Monsieur Conedera, une surface de 100 hectares brûle en Valais. Comment un incendie de forêt peut-il dégénérer à ce point?
Marco Conedera: Plusieurs éléments doivent être réunis pour qu'un incendie de forêt se transforme en un incendie majeur. La sécheresse et le vent rendent les matériaux combustibles très inflammables et favorisent la propagation du foyer d'incendie, la pente abrupte attire le feu vers le haut à cause des flux thermiques.
L'incendie de Bitsch fait rage sur une pente raide au-dessus des habitations. Quelles conséquences peut-il avoir?
Un incendie de forêt s'éloigne normalement des maisons par le haut. Mais le feu peut brûler la litière et la couche supérieure du sol dans la forêt, ce qui peut faire rouler des pierres. Après le feu, lorsque de nombreux arbres ne peuvent plus jouer leur rôle de protection, l'érosion ou des glissements de terrain peuvent survenir, même des années après.
On s'attend à ce que les travaux d'extinction durent des semaines. Quand la forêt sera-t-elle à nouveau sûre?
Dans des conditions aussi sèches que celles que nous connaissons actuellement, le feu risque de continuer à couver dans le sous-sol. Cela signifie qu'il faut une action d'extinction en deux temps. L'une pour éteindre le périmètre de l'incendie, l'autre pour éteindre les différents petits foyers d'incendie. Cela peut prendre du temps.
Plusieurs hélicoptères d'Air Zermatt et un Super Puma de l'armée sont en action. La Suisse n'est-elle pas suffisamment préparée pour qu'il soit nécessaire de faire appel à l'armée?
S'il s'agit d'un petit feu de forêt, des hélicoptères civils suffisent pour éteindre le feu. Mais pour des incendies aussi importants, l'armée sert de soutien. C'est à mon avis très efficace.
Avons-nous suffisamment de bassins d'extinction et de forces d'intervention spécialisées pour les grands incendies dans toute la Suisse?
La Suisse est toujours en train de travailler pour pouvoir le garantir partout.
Dans les régions où le risque de feu de forêt est plus élevé, on est certainement mieux préparé que dans d'autres endroits.

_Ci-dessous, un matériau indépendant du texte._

pub mod password;

use serde::Serialize;
use sqlx::SqlitePool;

use crate::db;
use crate::error::AppError;

#[derive(Debug, Clone, PartialEq, Eq, Serialize)]
pub struct LoginOutcome {
    pub success: bool,
    #[serde(skip_serializing_if = "Option::is_none")]
    pub role: Option<String>,
}

impl LoginOutcome {
    fn rejected() -> Self {
        Self {
            success: false,
            role: None,
        }
    }
}

/// Check a username/password pair. Unknown users and wrong passwords yield
/// the same rejected outcome.
pub async fn authenticate(
    pool: &SqlitePool,
    username: &str,
    plain: &str,
) -> Result<LoginOutcome, AppError> {
    let Some(user) = db::users::find_by_username(pool, username).await? else {
        password::verify_unknown(plain).await?;
        tracing::debug!("Login rejected for unknown account");
        return Ok(LoginOutcome::rejected());
    };

    if !password::verify(plain, &user.password_hash).await? {
        tracing::debug!("Login rejected for {}", user.username);
        return Ok(LoginOutcome::rejected());
    }

    Ok(LoginOutcome {
        success: true,
        role: Some(user.role),
    })
}

/// Create the `admin` account with `default_password` if it is missing.
/// Returns whether the account was created by this call.
pub async fn bootstrap_admin(pool: &SqlitePool, default_password: &str) -> Result<bool, AppError> {
    if db::users::find_by_username(pool, db::users::DEFAULT_ADMIN)
        .await?
        .is_some()
    {
        return Ok(false);
    }

    let pw_hash = password::hash(default_password).await?;
    Ok(db::users::ensure_admin(pool, &pw_hash).await?)
}
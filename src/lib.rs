pub mod auth;
pub mod config;
pub mod db;
pub mod error;
pub mod extract;
pub mod import;
pub mod models;
pub mod routes;
pub mod state;
pub mod stats;

use std::sync::Arc;

use axum::error_handling::HandleErrorLayer;
use axum::extract::DefaultBodyLimit;
use axum::http::{HeaderName, HeaderValue};
use axum::{BoxError, Router};
use sqlx::SqlitePool;
use tower::timeout::error::Elapsed;
use tower::timeout::TimeoutLayer;
use tower::ServiceBuilder;
use tower_http::services::ServeDir;
use tower_http::set_header::SetResponseHeaderLayer;
use tower_http::trace::TraceLayer;

use crate::config::Config;
use crate::error::AppError;
use crate::state::{AppState, SharedState};

pub fn build_app(pool: SqlitePool, config: Config) -> Router {
    let static_files = ServeDir::new(&config.static_dir);

    let middleware = ServiceBuilder::new()
        .layer(TraceLayer::new_for_http())
        .layer(SetResponseHeaderLayer::overriding(
            HeaderName::from_static("x-content-type-options"),
            HeaderValue::from_static("nosniff"),
        ))
        .layer(SetResponseHeaderLayer::overriding(
            HeaderName::from_static("x-frame-options"),
            HeaderValue::from_static("DENY"),
        ))
        .layer(HandleErrorLayer::new(middleware_error))
        .layer(TimeoutLayer::new(config.request_timeout))
        .layer(DefaultBodyLimit::max(config.max_body_size));

    let state: SharedState = Arc::new(AppState { pool, config });

    Router::new()
        .merge(routes::api_routes())
        .route("/health", axum::routing::get(health))
        .fallback_service(static_files)
        .layer(middleware)
        .with_state(state)
}

async fn middleware_error(err: BoxError) -> AppError {
    if err.is::<Elapsed>() {
        AppError::Timeout
    } else {
        AppError::Internal(format!("Unhandled middleware error: {err}"))
    }
}

async fn health() -> &'static str {
    "ok"
}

Mais il y a des projets pour compléter notre dispositif.
Quels cantons sont équipés, lesquels ne le sont pas?
Là où, historiquement, les incendies de forêt sont fréquents, on est politiquement plus disposé à faire quelque chose. Les cantons du Valais, des Grisons ou du Tessin sont à la pointe dans ce domaine. Les autres cantons, où le risque d'incendie augmente en raison du changement climatique, ont déjà commencé à y réfléchir. Mais partout, on analyse et évalue l'évolution du danger.
Le changement climatique augmente-t-il le risque de feu de forêt?

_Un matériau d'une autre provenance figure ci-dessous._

/*!
The calendar half of the civil adapters: conversions between a proleptic
Gregorian `{year, month, day}` triple and a count of days relative to the
reference epoch, along with month and leap-year queries.

The reference epoch is `0001-01-01`, i.e. day `0` is the first day of year
1 CE. Years use astronomical numbering: year `0` is 1 BCE, year `-1` is
2 BCE and so on. There is no year zero in the calendar being modeled, only
in the numbering.

Day-count conversions use Euclidean affine functions. Algorithms are taken
from Howard Hinnant's date algorithms:
<http://howardhinnant.github.io/date_algorithms.html>
*/

use crate::error::Error;

/// The number of days in a full 400 year Gregorian cycle.
const DAYS_IN_ERA: i128 = 146_097;

/// Days from `0000-03-01` to the reference epoch `0001-01-01`.
///
/// The affine day-count formulas below work in eras that begin on March 1
/// of a year divisible by 400, so their output needs shifting by the length
/// of March through December of year 0.
const EPOCH_SHIFT: i128 = 306;

/// A month in the Gregorian calendar.
///
/// This is the canonical set of named month constants. Use
/// [`Month::to_number`] and [`Month::from_number`] to move between a
/// `Month` and its conventional `1..=12` numbering.
#[derive(Clone, Copy, Debug, Eq, Hash, Ord, PartialEq, PartialOrd)]
#[repr(i8)]
pub enum Month {
    January = 1,
    February = 2,
    March = 3,
    April = 4,
    May = 5,
    June = 6,
    July = 7,
    August = 8,
    September = 9,
    October = 10,
    November = 11,
    December = 12,
}

impl Month {
    /// Returns this month's number in the range `1..=12`.
    #[inline]
    pub const fn to_number(self) -> i8 {
        self as i8
    }

    /// Converts a number in the range `1..=12` to its corresponding month.
    ///
    /// # Errors
    ///
    /// This returns an error when the given number is outside of `1..=12`.
    ///
    /// # Example
    ///
    /// ```
    /// use zulu::civil::Month;
    ///
    /// assert_eq!(Month::from_number(2).unwrap(), Month::February);
    /// assert!(Month::from_number(13).is_err());
    /// ```
    #[inline]
    pub fn from_number(number: i8) -> Result<Month, Error> {
        match number {
            1 => Ok(Month::January),
            2 => Ok(Month::February),
            3 => Ok(Month::March),
            4 => Ok(Month::April),
            5 => Ok(Month::May),
            6 => Ok(Month::June),
            7 => Ok(Month::July),
            8 => Ok(Month::August),
            9 => Ok(Month::September),
            10 => Ok(Month::October),
            11 => Ok(Month::November),
            12 => Ok(Month::December),
            _ => Err(Error::range("month", f64::from(number), 1.0, 12.0)),
        }
    }
}

/// Returns true if and only if the given year is a leap year.
///
/// A leap year is a year with 366 days. Typical years have 365 days.
///
/// Years use astronomical numbering, so this correctly reports leap years
/// before 1 CE. For example, year `0` (1 BCE) is a leap year.
///
/// # Example
///
/// ```
/// use zulu::civil::is_leap_year;
///
/// assert!(is_leap_year(2024));
/// assert!(!is_leap_year(2023));
/// assert!(!is_leap_year(1900));
/// assert!(is_leap_year(2000));
/// ```
#[inline]
pub const fn is_leap_year(year: i64) -> bool {
    let d = if year % 25 != 0 { 4 } else { 16 };
    (year % d) == 0
}

/// Returns the number of days in the given year and month.
///
/// This correctly returns `29` when the year is a leap year and the month
/// is February.
#[inline]
pub const fn days_in_month(year: i64, month: Month) -> i8 {
    days_in_month_of(year, month as i8)
}

/// Like `days_in_month`, but over a raw month number.
///
/// When the given month is outside of `1..=12`, this returns `0`.
#[inline]
pub(crate) const fn days_in_month_of(year: i64, month: i8) -> i8 {
    if month < 1 || month > 12 {
        return 0;
    }
    if month == 2 {
        if is_leap_year(year) {
            29
        } else {
            28
        }
    } else {
        30 | (month ^ month >> 3)
    }
}

/// Converts a `{year, month, day}` triple to a count of days relative to
/// the reference epoch.
///
/// The triple need not name a valid calendar date. A month outside of
/// `1..=12` carries into the year, and the day is an affine offset from
/// the first of the (carried) month, so `day == 0` names the last day of
/// the previous month and `day == 32` of January names the first of
/// February. This is the carry contract the reference-seconds scale
/// composes with. The arithmetic is exact for every `i64` input.
pub(crate) const fn to_reference_days(
    year: i64,
    month: i64,
    day: i64,
) -> i128 {
    // Carry out-of-range months into the year before switching to the
    // March-based year the affine formulas want. The carry happens in i128
    // so that even `i64::MIN` survives the `month - 1`.
    let month = month as i128;
    let year = year as i128 + (month - 1).div_euclid(12);
    let month = (month - 1).rem_euclid(12) + 1;
    let day = day as i128;

    let year = if month <= 2 { year - 1 } else { year };
    let month = if month > 2 { month - 3 } else { month + 9 };
    let era = year.div_euclid(400);
    let year_of_era = year.rem_euclid(400);
    let day_of_year = (153 * month + 2) / 5 + day - 1;
    let day_of_era =
        year_of_era * 365 + year_of_era / 4 - year_of_era / 100 + day_of_year;
    era * DAYS_IN_ERA + day_of_era - EPOCH_SHIFT
}

/// Converts a count of days relative to the reference epoch back to its
/// `{year, month, day}` triple. The result is always a valid date.
pub(crate) const fn from_reference_days(days: i64) -> (i64, i8, i8) {
    let days = days as i128 + EPOCH_SHIFT;
    let era = days.div_euclid(DAYS_IN_ERA);
    let day_of_era = days.rem_euclid(DAYS_IN_ERA);
    let year_of_era = (day_of_era - day_of_era / 1_460 + day_of_era / 36_524
        - day_of_era / (DAYS_IN_ERA - 1))
        / 365;
    let day_of_year = day_of_era
        - (365 * year_of_era + year_of_era / 4 - year_of_era / 100);
    let month = (day_of_year * 5 + 2) / 153;
    let day = day_of_year - (153 * month + 2) / 5 + 1;
    let month = if month < 10 { month + 3 } else { month - 9 };
    let year = year_of_era + era * 400 + if month <= 2 { 1 } else { 0 };
    (year as i64, month as i8, day as i8)
}

#[cfg(test)]
mod tests {
    use super::*;

    #[test]
    fn t_is_leap_year() {
        assert!(is_leap_year(2024));
        assert!(!is_leap_year(2023));
        assert!(!is_leap_year(2025));
        assert!(is_leap_year(2000));
        assert!(!is_leap_year(1900));
        assert!(!is_leap_year(1800));
        assert!(!is_leap_year(1700));
        assert!(is_leap_year(1600));
        assert!(is_leap_year(0));
        assert!(!is_leap_year(-1));
        assert!(!is_leap_year(-2));
        assert!(!is_leap_year(-3));
        assert!(is_leap_year(-4));
        assert!(!is_leap_year(-100));
        assert!(!is_leap_year(-200));
        assert!(!is_leap_year(-300));
        assert!(is_leap_year(400));
        assert!(!is_leap_year(9999));
        assert!(!is_leap_year(-9999));
    }

    #[test]
    fn t_days_in_month() {
        assert_eq!(31, days_in_month(2023, Month::January));
        assert_eq!(28, days_in_month(2023, Month::February));
        assert_eq!(29, days_in_month(2024, Month::February));
        assert_eq!(31, days_in_month(2024, Month::March));
        assert_eq!(30, days_in_month(2024, Month::April));
        assert_eq!(31, days_in_month(2024, Month::May));
        assert_eq!(30, days_in_month(2024, Month::June));
        assert_eq!(31, days_in_month(2024, Month::July));
        assert_eq!(31, days_in_month(2024, Month::August));
        assert_eq!(30, days_in_month(2024, Month::September));
        assert_eq!(31, days_in_month(2024, Month::October));
        assert_eq!(30, days_in_month(2024, Month::November));
        assert_eq!(31, days_in_month(2024, Month::December));
        assert_eq!(28, days_in_month(-9999, Month::February));
        assert_eq!(29, days_in_month(0, Month::February));
    }

    #[test]
    fn t_month_numbers() {
        for n in 1..=12 {
            assert_eq!(Month::from_number(n).unwrap().to_number(), n);
        }
        assert!(Month::from_number(0).is_err());
        assert!(Month::from_number(13).is_err());
        assert!(Month::from_number(-1).is_err());
    }

    #[test]
    fn reference_day_fixpoints() {
        assert_eq!(to_reference_days(1, 1, 1), 0);
        assert_eq!(from_reference_days(0), (1, 1, 1));

        // The Unix epoch.
        assert_eq!(to_reference_days(1970, 1, 1), 719_162);
        assert_eq!(from_reference_days(719_162), (1970, 1, 1));

        // The day before the reference epoch is the last day of 1 BCE.
        assert_eq!(from_reference_days(-1), (0, 12, 31));
        // 1 BCE is a leap year, so it has 366 days.
        assert_eq!(from_reference_days(-366), (0, 1, 1));
        assert_eq!(from_reference_days(-367), (-1, 12, 31));
    }

    #[test]
    fn month_and_day_carry() {
        // Month 13 rolls into January of the next year.
        assert_eq!(
            to_reference_days(2021, 13, 1),
            to_reference_days(2022, 1, 1),
        );
        // Month 0 borrows December of the previous year.
        assert_eq!(
            to_reference_days(2021, 0, 1),
            to_reference_days(2020, 12, 1),
        );
        // Day 0 of March is the last day of February.
        assert_eq!(
            to_reference_days(2021, 3, 0),
            to_reference_days(2021, 2, 28),
        );
        assert_eq!(
            to_reference_days(2020, 3, 0),
            to_reference_days(2020, 2, 29),
        );
        // Day 32 of January is the first of February.
        assert_eq!(
            to_reference_days(2024, 1, 32),
            to_reference_days(2024, 2, 1),
        );
    }

    #[test]
    fn all_days_to_date_roundtrip() {
        // Covers a couple of full Gregorian cycles around the epoch,
        // including negative (BCE) day counts.
        for rd in -300_000..=300_000 {
            let (year, month, day) = from_reference_days(rd);
            let got =
                to_reference_days(year, i64::from(month), i64::from(day));
            assert_eq!(
                i128::from(rd),
                got,
                "for date {year:04}-{month:02}-{day:02}",
            );
        }
    }

    #[test]
    fn all_date_to_days_roundtrip() {
        for year in -401..=2401 {
            for month in 1..=12 {
                let month = Month::from_number(month).unwrap();
                for day in 1..=days_in_month(year, month) {
                    let rd = to_reference_days(
                        year,
                        i64::from(month.to_number()),
                        i64::from(day),
                    );
                    let got = from_reference_days(rd as i64);
                    assert_eq!(got, (year, month.to_number(), day));
                }
            }
        }
    }

    quickcheck::quickcheck! {
        fn prop_day_count_roundtrips(rd: i32) -> bool {
            let (year, month, day) = from_reference_days(i64::from(rd));
            to_reference_days(year, i64::from(month), i64::from(day))
                == i128::from(rd)
        }

        fn prop_valid_day_of_month(rd: i32) -> bool {
            let (year, month, day) = from_reference_days(i64::from(rd));
            (1..=12).contains(&month)
                && day >= 1
                && day <= days_in_month_of(year, month)
        }
    }
}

Oui, car la sécheresse persistante est l'un des facteurs principaux des grands incendies. Avec le changement climatique, nous avons des périodes de sécheresse extrêmement longues. Couplées à des températures très élevées, elles augmentent le risque d'incendie de forêt.
Il y a plus de 100 incendies de forêt par an en Suisse. Combien d'entre eux menacent de dégénérer comme à Bitsch?
Pas beaucoup, on parle ici d'un petit pour cent. Il existe une règle valable dans le monde entier:
Les feux de forêt sont-ils plutôt déclenchés par l'homme ou par des phénomènes météorologiques?
En hiver, les incendies sont déclenchés à 100% par l'homme - même indirectement par le biais d'un court-circuit, par exemple. Mais, en été, c'est du 50/50. La foudre et la sécheresse sont souvent à l'origine.
En 2022, l'Europe a connu sa deuxième année la plus grave en termes d'incendies depuis le début des mesures en 2000. Cet été sera-t-il encore pire?
Nous ne pouvons pas le dire de manière générale, car cela dépend fortement de la manière dont la météorologie évolue. Si la sécheresse se poursuit et qu'elle s'étend à la Méditerranée, c'est probablement le cas.
Comment la Suisse peut-elle lutter contre ce phénomène?
Nous sommes déjà très actifs et nous faisons beaucoup de choses. Mais l'un des problèmes est aussi que l'agriculture et l'exploitation traditionnelles des Alpes ont diminué. Un phénomène similaire - même si c'est à une échelle plus petite - s'est également produit dans les régions méditerranéennes au cours des dernières décennies. Le pâturage et l'exploitation aideraient. Car si de plus en plus de surfaces sont laissées à l'abandon, cela génère de nouvelles matières à brûler, ce qui augmente le risque de feux de forêt et de grands incendies.